Exercise: Every entry, from the first line to the last, should be output exactly.

Study material:
= = = = =
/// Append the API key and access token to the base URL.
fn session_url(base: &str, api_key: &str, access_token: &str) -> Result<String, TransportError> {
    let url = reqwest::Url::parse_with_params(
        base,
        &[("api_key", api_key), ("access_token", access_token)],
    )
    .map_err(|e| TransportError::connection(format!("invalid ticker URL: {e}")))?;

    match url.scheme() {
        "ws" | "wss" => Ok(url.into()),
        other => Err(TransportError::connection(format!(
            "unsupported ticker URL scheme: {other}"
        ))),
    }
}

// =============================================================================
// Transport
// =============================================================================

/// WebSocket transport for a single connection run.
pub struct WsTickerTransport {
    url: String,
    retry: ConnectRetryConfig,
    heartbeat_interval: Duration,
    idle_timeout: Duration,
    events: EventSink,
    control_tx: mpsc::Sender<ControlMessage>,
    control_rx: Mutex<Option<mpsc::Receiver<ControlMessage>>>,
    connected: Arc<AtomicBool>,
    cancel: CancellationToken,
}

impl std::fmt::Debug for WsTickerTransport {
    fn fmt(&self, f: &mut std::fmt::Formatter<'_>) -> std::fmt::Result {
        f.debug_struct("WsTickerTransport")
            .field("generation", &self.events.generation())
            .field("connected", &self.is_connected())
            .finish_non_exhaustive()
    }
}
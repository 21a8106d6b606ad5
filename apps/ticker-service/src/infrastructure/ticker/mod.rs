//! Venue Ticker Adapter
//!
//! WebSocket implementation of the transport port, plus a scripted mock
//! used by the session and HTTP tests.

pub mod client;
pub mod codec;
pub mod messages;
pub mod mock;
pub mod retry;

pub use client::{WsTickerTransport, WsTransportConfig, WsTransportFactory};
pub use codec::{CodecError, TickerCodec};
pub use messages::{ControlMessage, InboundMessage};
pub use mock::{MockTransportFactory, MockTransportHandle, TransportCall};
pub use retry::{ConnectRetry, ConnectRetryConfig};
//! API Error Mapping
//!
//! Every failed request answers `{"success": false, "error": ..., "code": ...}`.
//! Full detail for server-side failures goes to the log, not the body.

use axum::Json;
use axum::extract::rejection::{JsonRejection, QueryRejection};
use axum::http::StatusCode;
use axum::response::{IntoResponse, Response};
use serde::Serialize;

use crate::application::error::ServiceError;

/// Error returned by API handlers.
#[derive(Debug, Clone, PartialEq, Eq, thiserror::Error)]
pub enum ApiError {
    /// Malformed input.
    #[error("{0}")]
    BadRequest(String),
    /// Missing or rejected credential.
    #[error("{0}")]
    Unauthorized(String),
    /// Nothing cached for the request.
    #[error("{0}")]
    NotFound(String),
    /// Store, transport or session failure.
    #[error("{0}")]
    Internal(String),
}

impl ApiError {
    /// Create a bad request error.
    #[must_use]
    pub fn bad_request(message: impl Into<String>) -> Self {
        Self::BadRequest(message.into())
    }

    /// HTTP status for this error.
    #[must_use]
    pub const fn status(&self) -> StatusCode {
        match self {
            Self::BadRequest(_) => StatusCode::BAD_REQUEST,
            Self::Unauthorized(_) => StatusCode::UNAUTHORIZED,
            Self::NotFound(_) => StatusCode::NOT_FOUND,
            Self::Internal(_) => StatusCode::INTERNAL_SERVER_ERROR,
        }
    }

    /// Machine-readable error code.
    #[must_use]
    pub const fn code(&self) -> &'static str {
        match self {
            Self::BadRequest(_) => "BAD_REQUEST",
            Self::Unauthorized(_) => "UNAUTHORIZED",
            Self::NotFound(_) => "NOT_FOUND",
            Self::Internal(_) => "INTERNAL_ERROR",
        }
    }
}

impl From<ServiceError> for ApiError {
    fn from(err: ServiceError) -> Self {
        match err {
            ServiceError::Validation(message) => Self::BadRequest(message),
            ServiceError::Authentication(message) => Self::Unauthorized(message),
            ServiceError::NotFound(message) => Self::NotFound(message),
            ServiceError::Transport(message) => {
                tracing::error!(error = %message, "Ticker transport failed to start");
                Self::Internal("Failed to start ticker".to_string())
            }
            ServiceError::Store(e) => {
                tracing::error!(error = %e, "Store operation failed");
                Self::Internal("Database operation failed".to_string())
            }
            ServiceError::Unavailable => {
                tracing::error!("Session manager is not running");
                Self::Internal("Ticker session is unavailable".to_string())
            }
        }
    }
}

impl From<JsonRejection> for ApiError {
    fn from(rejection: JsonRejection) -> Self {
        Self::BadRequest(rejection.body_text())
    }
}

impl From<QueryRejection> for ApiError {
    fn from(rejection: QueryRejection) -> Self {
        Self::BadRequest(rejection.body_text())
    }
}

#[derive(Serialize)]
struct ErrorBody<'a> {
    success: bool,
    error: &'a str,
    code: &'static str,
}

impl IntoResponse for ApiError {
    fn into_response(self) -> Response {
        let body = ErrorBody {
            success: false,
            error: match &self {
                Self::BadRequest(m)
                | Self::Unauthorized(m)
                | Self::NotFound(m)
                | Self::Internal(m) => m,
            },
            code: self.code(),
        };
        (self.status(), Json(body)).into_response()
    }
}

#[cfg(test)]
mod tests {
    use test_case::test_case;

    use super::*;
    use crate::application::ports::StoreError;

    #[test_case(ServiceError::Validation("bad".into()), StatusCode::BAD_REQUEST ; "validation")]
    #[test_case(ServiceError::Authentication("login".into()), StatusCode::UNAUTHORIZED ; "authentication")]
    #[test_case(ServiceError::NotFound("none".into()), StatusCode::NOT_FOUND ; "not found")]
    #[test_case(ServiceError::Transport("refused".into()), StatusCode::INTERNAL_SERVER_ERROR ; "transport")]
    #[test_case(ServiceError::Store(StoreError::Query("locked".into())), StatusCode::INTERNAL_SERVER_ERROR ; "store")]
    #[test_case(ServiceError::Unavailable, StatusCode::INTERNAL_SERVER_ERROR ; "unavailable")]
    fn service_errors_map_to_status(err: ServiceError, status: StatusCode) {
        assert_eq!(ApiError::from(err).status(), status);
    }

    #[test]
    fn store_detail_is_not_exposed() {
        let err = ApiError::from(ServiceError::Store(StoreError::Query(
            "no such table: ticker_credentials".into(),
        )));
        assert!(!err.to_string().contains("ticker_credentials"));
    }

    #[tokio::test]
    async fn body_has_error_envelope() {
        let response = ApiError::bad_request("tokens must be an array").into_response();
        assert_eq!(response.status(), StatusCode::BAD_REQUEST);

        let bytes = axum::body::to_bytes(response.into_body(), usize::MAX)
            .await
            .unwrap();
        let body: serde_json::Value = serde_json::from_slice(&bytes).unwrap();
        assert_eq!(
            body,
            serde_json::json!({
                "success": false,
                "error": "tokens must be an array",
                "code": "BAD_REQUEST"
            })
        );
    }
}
= = = = =
Solved problem:
/// Append the API key and access token to the base URL.
fn session_url(base: &str, api_key: &str, access_token: &str) -> Result<String, TransportError> {
    let url = reqwest::Url::parse_with_params(
        base,
        &[("api_key", api_key), ("access_token", access_token)],
    )
    .map_err(|e| TransportError::connection(format!("invalid ticker URL: {e}")))?;

    match url.scheme() {
        "ws" | "wss" => Ok(url.into()),
        other => Err(TransportError::connection(format!(
            "unsupported ticker URL scheme: {other}"
        ))),
    }
}

// =============================================================================
// Transport
// =============================================================================

/// WebSocket transport for a single connection run.
pub struct WsTickerTransport {
    url: String,
    retry: ConnectRetryConfig,
    heartbeat_interval: Duration,
    idle_timeout: Duration,
    events: EventSink,
    control_tx: mpsc::Sender<ControlMessage>,
    control_rx: Mutex<Option<mpsc::Receiver<ControlMessage>>>,
    connected: Arc<AtomicBool>,
    cancel: CancellationToken,
}

impl std::fmt::Debug for WsTickerTransport {
    fn fmt(&self, f: &mut std::fmt::Formatter<'_>) -> std::fmt::Result {
        f.debug_struct("WsTickerTransport")
            .field("generation", &self.events.generation())
            .field("connected", &self.is_connected())
            .finish_non_exhaustive()
    }
}
repository 21a8106d6b606ad5
filename apps/ticker-service/src/infrastructure/ticker/mod.rs
//! Venue Ticker Adapter
//!
//! WebSocket implementation of the transport port, plus a scripted mock
//! used by the session and HTTP tests.

pub mod client;
pub mod codec;
pub mod messages;
pub mod mock;
pub mod retry;

pub use client::{WsTickerTransport, WsTransportConfig, WsTransportFactory};
pub use codec::{CodecError, TickerCodec};
pub use messages::{ControlMessage, InboundMessage};
pub use mock::{MockTransportFactory, MockTransportHandle, TransportCall};
pub use retry::{ConnectRetry, ConnectRetryConfig};
//! API Error Mapping
//!
//! Every failed request answers `{"success": false, "error": ..., "code": ...}`.
//! Full detail for server-side failures goes to the log, not the body.

use axum::Json;
use axum::extract::rejection::{JsonRejection, QueryRejection};
use axum::http::StatusCode;
use axum::response::{IntoResponse, Response};
use serde::Serialize;

use crate::application::error::ServiceError;

/// Error returned by API handlers.
#[derive(Debug, Clone, PartialEq, Eq, thiserror::Error)]
pub enum ApiError {
    /// Malformed input.
    #[error("{0}")]
    BadRequest(String),
    /// Missing or rejected credential.
    #[error("{0}")]
    Unauthorized(String),
    /// Nothing cached for the request.
    #[error("{0}")]
    NotFound(String),
    /// Store, transport or session failure.
    #[error("{0}")]
    Internal(String),
}

impl ApiError {
    /// Create a bad request error.
    #[must_use]
    pub fn bad_request(message: impl Into<String>) -> Self {
        Self::BadRequest(message.into())
    }

    /// HTTP status for this error.
    #[must_use]
    pub const fn status(&self) -> StatusCode {
        match self {
            Self::BadRequest(_) => StatusCode::BAD_REQUEST,
            Self::Unauthorized(_) => StatusCode::UNAUTHORIZED,
            Self::NotFound(_) => StatusCode::NOT_FOUND,
            Self::Internal(_) => StatusCode::INTERNAL_SERVER_ERROR,
        }
    }

    /// Machine-readable error code.
    #[must_use]
    pub const fn code(&self) -> &'static str {
        match self {
            Self::BadRequest(_) => "BAD_REQUEST",
            Self::Unauthorized(_) => "UNAUTHORIZED",
            Self::NotFound(_) => "NOT_FOUND",
            Self::Internal(_) => "INTERNAL_ERROR",
        }
    }
}

impl From<ServiceError> for ApiError {
    fn from(err: ServiceError) -> Self {
        match err {
            ServiceError::Validation(message) => Self::BadRequest(message),
            ServiceError::Authentication(message) => Self::Unauthorized(message),
            ServiceError::NotFound(message) => Self::NotFound(message),
            ServiceError::Transport(message) => {
                tracing::error!(error = %message, "Ticker transport failed to start");
                Self::Internal("Failed to start ticker".to_string())
            }
            ServiceError::Store(e) => {
                tracing::error!(error = %e, "Store operation failed");
                Self::Internal("Database operation failed".to_string())
            }
            ServiceError::Unavailable => {
                tracing::error!("Session manager is not running");
                Self::Internal("Ticker session is unavailable".to_string())
            }
        }
    }
}

impl From<JsonRejection> for ApiError {
    fn from(rejection: JsonRejection) -> Self {
        Self::BadRequest(rejection.body_text())
    }
}

impl From<QueryRejection> for ApiError {
    fn from(rejection: QueryRejection) -> Self {
        Self::BadRequest(rejection.body_text())
    }
}

#[derive(Serialize)]
struct ErrorBody<'a> {
    success: bool,
    error: &'a str,
    code: &'static str,
}

impl IntoResponse for ApiError {
    fn into_response(self) -> Response {
        let body = ErrorBody {
            success: false,
            error: match &self {
                Self::BadRequest(m)
                | Self::Unauthorized(m)
                | Self::NotFound(m)
                | Self::Internal(m) => m,
            },
            code: self.code(),
        };
        (self.status(), Json(body)).into_response()
    }
}

#[cfg(test)]
mod tests {
    use test_case::test_case;

    use super::*;
    use crate::application::ports::StoreError;

    #[test_case(ServiceError::Validation("bad".into()), StatusCode::BAD_REQUEST ; "validation")]
    #[test_case(ServiceError::Authentication("login".into()), StatusCode::UNAUTHORIZED ; "authentication")]
    #[test_case(ServiceError::NotFound("none".into()), StatusCode::NOT_FOUND ; "not found")]
    #[test_case(ServiceError::Transport("refused".into()), StatusCode::INTERNAL_SERVER_ERROR ; "transport")]
    #[test_case(ServiceError::Store(StoreError::Query("locked".into())), StatusCode::INTERNAL_SERVER_ERROR ; "store")]
    #[test_case(ServiceError::Unavailable, StatusCode::INTERNAL_SERVER_ERROR ; "unavailable")]
    fn service_errors_map_to_status(err: ServiceError, status: StatusCode) {
        assert_eq!(ApiError::from(err).status(), status);
    }

    #[test]
    fn store_detail_is_not_exposed() {
        let err = ApiError::from(ServiceError::Store(StoreError::Query(
            "no such table: ticker_credentials".into(),
        )));
        assert!(!err.to_string().contains("ticker_credentials"));
    }

    #[tokio::test]
    async fn body_has_error_envelope() {
        let response = ApiError::bad_request("tokens must be an array").into_response();
        assert_eq!(response.status(), StatusCode::BAD_REQUEST);

        let bytes = axum::body::to_bytes(response.into_body(), usize::MAX)
            .await
            .unwrap();
        let body: serde_json::Value = serde_json::from_slice(&bytes).unwrap();
        assert_eq!(
            body,
            serde_json::json!({
                "success": false,
                "error": "tokens must be an array",
                "code": "BAD_REQUEST"
            })
        );
    }
}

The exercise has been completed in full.